Поплыла мелодия, и, следуя ей, облако, висевшее доселе статично, вдруг двинулось в путь. Чардынин усмехнулся. Ожогин рассмеялся. Певица поцеловала мужа в плечо. Вдруг ветер пригнал еще три облака — и Лямский дал по нотному кульбиту каждому из них. Они — три сливочных помпона — остановились словно прислушаться и вместе с четвертым меланхолично двинулись из «кадра», куда-то в сторону Ливадии. Виолончель пропела брутальный пассаж — и небо вдруг посерело, молочная пелена обернулась темной подпушкой, блеснул металлический предгрозовой луч солнца. Певица постукивала пальцами по столу в такт мелодии, окутывая мужа любовным взглядом. Ожогин продолжал смеяться, утирая глаза платком — выступили слезы. Чардынин несколько озадаченно переводил взгляд с Лямского на небо и обратно. Мажорная буря вдруг оцепенела — пауза, — бьется только одна высокая струна со звуками ожидания — то ли гудок поезда вдалеке, то ли чей-то стон во сне. Все затихли. Насторожились. Чардынин оглянулся. Слуга, державший в руках поднос с чаем, тоже застыл. В наступившей тишине над столом пролетела ночная бабочка. И Лямский закончил представление бравурным кафешантанным пассажем. Жена зацеловала его, затормошила. Остальные аплодировали.

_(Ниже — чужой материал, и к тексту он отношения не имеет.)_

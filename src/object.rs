//! The guest object (spec §3): property map, accessor maps, prototype link,
//! class tag, internal data slot and capability kind.

use crate::ast::NodeRef;
use crate::scope::ScopeRef;
use crate::value::Value;
use indexmap::IndexMap;
use std::cell::RefCell;
use std::rc::Rc;

pub type ObjectRef = Rc<RefCell<GuestObject>>;

/// One property's attributes, per spec §3.
#[derive(Clone, Debug)]
pub struct PropertySlot {
    pub value: Value,
    pub writable: bool,
    pub enumerable: bool,
    pub configurable: bool,
}

impl PropertySlot {
    pub fn data(value: Value, writable: bool, enumerable: bool, configurable: bool) -> Self {
        PropertySlot { value, writable, enumerable, configurable }
    }
}

/// Internal slot used by `Date`, `RegExp` and boxed primitives (spec §3).
#[derive(Clone, Debug)]
pub enum InternalData {
    None,
    /// Milliseconds since epoch, UTC, possibly NaN for an invalid Date.
    Date(f64),
    Regexp {
        source: String,
        flags: String,
        last_index: usize,
    },
    Boxed(Value),
}

/// What kind of callable (if any) this object is (spec §3 `kind` field).
#[derive(Clone)]
pub enum ObjectKind {
    Plain,
    GuestFn {
        node: NodeRef,
        params: Rc<Vec<String>>,
        name: Option<String>,
        parent_scope: ScopeRef,
        is_strict: bool,
    },
    /// `id` indexes into `Engine::native_fns`.
    NativeFn { id: usize, arity: usize, is_constructor: bool },
    /// `id` indexes into `Engine::async_fns`.
    AsyncFn { id: usize, arity: usize },
    /// The synthetic function created for a direct `eval()` call site.
    EvalFn,
}

impl std::fmt::Debug for ObjectKind {
    fn fmt(&self, f: &mut std::fmt::Formatter<'_>) -> std::fmt::Result {
        match self {
            ObjectKind::Plain => write!(f, "Plain"),
            ObjectKind::GuestFn { name, .. } => write!(f, "GuestFn({name:?})"),
            ObjectKind::NativeFn { id, .. } => write!(f, "NativeFn({id})"),
            ObjectKind::AsyncFn { id, .. } => write!(f, "AsyncFn({id})"),
            ObjectKind::EvalFn => write!(f, "EvalFn"),
        }
    }
}

#[derive(Debug)]
pub struct GuestObject {
    pub proto: Option<ObjectRef>,
    pub class: &'static str,
    pub properties: IndexMap<String, PropertySlot>,
    pub getters: IndexMap<String, ObjectRef>,
    pub setters: IndexMap<String, ObjectRef>,
    pub extensible: bool,
    pub data: InternalData,
    pub kind: ObjectKind,
    pub illegal_constructor: bool,
}

impl GuestObject {
    pub fn new(class: &'static str, proto: Option<ObjectRef>) -> ObjectRef {
        Rc::new(RefCell::new(GuestObject {
            proto,
            class,
            properties: IndexMap::new(),
            getters: IndexMap::new(),
            setters: IndexMap::new(),
            extensible: true,
            data: InternalData::None,
            kind: ObjectKind::Plain,
            illegal_constructor: false,
        }))
    }

    pub fn is_callable(obj: &ObjectRef) -> bool {
        !matches!(obj.borrow().kind, ObjectKind::Plain)
    }

    pub fn is_constructor(obj: &ObjectRef) -> bool {
        match &obj.borrow().kind {
            ObjectKind::GuestFn { .. } => true,
            ObjectKind::NativeFn { is_constructor, .. } => *is_constructor,
            ObjectKind::AsyncFn { .. } => false,
            ObjectKind::EvalFn => false,
            ObjectKind::Plain => false,
        }
    }

    /// A key is an accessor iff it appears in `getters` or `setters`
    /// (spec invariant: at most one of a data slot / accessor pair per key).
    pub fn is_accessor(&self, key: &str) -> bool {
        self.getters.contains_key(key) || self.setters.contains_key(key)
    }

    pub fn own_enumerable_keys(&self) -> Vec<String> {
        let mut keys: Vec<String> = self
            .properties
            .iter()
            .filter(|(_, slot)| slot.enumerable)
            .map(|(k, _)| k.clone())
            .collect();
        for (k, _) in self.getters.iter() {
            if !self.properties.contains_key(k) && !keys.contains(k) {
                keys.push(k.clone());
            }
        }
        keys
    }

    pub fn remove_key(&mut self, key: &str) {
        self.properties.shift_remove(key);
        self.getters.shift_remove(key);
        self.setters.shift_remove(key);
    }

    /// Define a plain data property, clearing any accessor pair at the same
    /// key (mutual exclusion of data vs. accessor form, spec §4.1).
    pub fn define_data(&mut self, key: &str, value: Value, writable: bool, enumerable: bool, configurable: bool) {
        self.getters.shift_remove(key);
        self.setters.shift_remove(key);
        self.properties.insert(key.to_string(), PropertySlot::data(value, writable, enumerable, configurable));
    }

    pub fn define_accessor(&mut self, key: &str, getter: Option<ObjectRef>, setter: Option<ObjectRef>) {
        self.properties.shift_remove(key);
        if let Some(g) = getter {
            self.getters.insert(key.to_string(), g);
        } else {
            self.getters.shift_remove(key);
        }
        if let Some(s) = setter {
            self.setters.insert(key.to_string(), s);
        } else {
            self.setters.shift_remove(key);
        }
    }
}

/// Walk the prototype chain starting at `obj` (inclusive), calling `f` for
/// each object until it returns `Some`. Terminates at the null prototype;
/// cycles cannot occur because prototypes are only ever assigned by
/// `set_prototype`, which rejects cycles at creation (spec §3 invariant).
pub fn walk_proto_chain<T>(obj: &ObjectRef, mut f: impl FnMut(&ObjectRef) -> Option<T>) -> Option<T> {
    let mut current = Some(obj.clone());
    while let Some(o) = current {
        if let Some(r) = f(&o) {
            return Some(r);
        }
        current = o.borrow().proto.clone();
    }
    None
}

/// Reject an attempt to set `proto` on `obj` that would create a cycle.
pub fn would_cycle(obj: &ObjectRef, new_proto: &ObjectRef) -> bool {
    walk_proto_chain(new_proto, |o| if Rc::ptr_eq(o, obj) { Some(()) } else { None }).is_some()
}

/// Array length invariants (spec §3): `length` is clamped to `[0, 2^32-1]`
/// and raised to cover any numeric key written.
pub const MAX_ARRAY_LENGTH: u64 = 4_294_967_295;

pub fn array_current_length(obj: &GuestObject) -> u64 {
    match obj.properties.get("length") {
        Some(slot) => slot.value.to_number_primitive().max(0.0) as u64,
        None => 0,
    }
}

pub fn array_set_length_raw(obj: &mut GuestObject, new_len: u64) {
    let to_remove: Vec<String> = obj
        .properties
        .keys()
        .filter(|k| matches!(k.parse::<u64>(), Ok(n) if n >= new_len))
        .cloned()
        .collect();
    for k in to_remove {
        obj.properties.shift_remove(&k);
    }
    obj.properties.insert(
        "length".to_string(),
        PropertySlot::data(Value::Num(new_len as f64), true, false, false),
    );
}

— Но на месте облака могут быть гонщики или путешественник, заблудившийся в горах, понимаете? — спокойно продолжил Лямский разговор. — Или какой-нибудь странный комик, какого еще не было. Без торта под мышкой и ломания стульев, а молчаливый тихий человек. Печальный, как вы, Александр Федорович.
Скоро стемнело. Вернулись в гостиную. Отражения в стеклах балконов и окон умножали количество присутствующих. Жена Лямского, смуглая Изольда, не проронившая за день ни слова, тоже захотела показывать фокусы: встала перед невидимым роялем, перевернула несуществующие нотные листы, дав указание отсутствующему аккомпаниатору, приветствовала зал скромным поклоном и запела. Это был романс Аренского, очень грустный и внезапно рассыпающийся на капельки авангардистских нот в конце каждого куплета. Ожогин отвернулся к окну — его начали душить слезы, в нем неостановимо таяла боль, примороженная в разных уголках, коридорах, чуланах его большого тела. Он остро позавидовал любовной дружбе Лямских, тому, что, кажется, они так и не покинули будуар медового месяца и взглядами, поворотом головы, быстрой готовностью к помощи — передать шаль, салфетку, бокал, — воздушным поцелуем продолжают ласкать друг друга с нежностью, которую поселили между собой сотню лет назад.
Ожогин первый раз за полтора года без Лары признался себе в собственном одиночестве. В том, что оно мучит его, как грязная одежда, прилипающая к телу, не дает дышать, мешает двигаться. Вдруг он с ошеломляющей ясностью понял, что всегда был одинок. Что они с Ларой назывались парой, но по-настоящему никогда не были вместе — рука в руку, глаза в глаза, — и что его любовь к ней, которой с избытком хватало на двоих, не избавляла от одиночества, а лишь прикрывала его жалким покровом иллюзий. Он вздохнул — да так громко, что перебил певицу.
— Да что ж это я! Простите великодушно! Какой же стыд глупейший, — закашлялся Ожогин и чуть не расплакался. Как ребенок — ливнем и с соплями.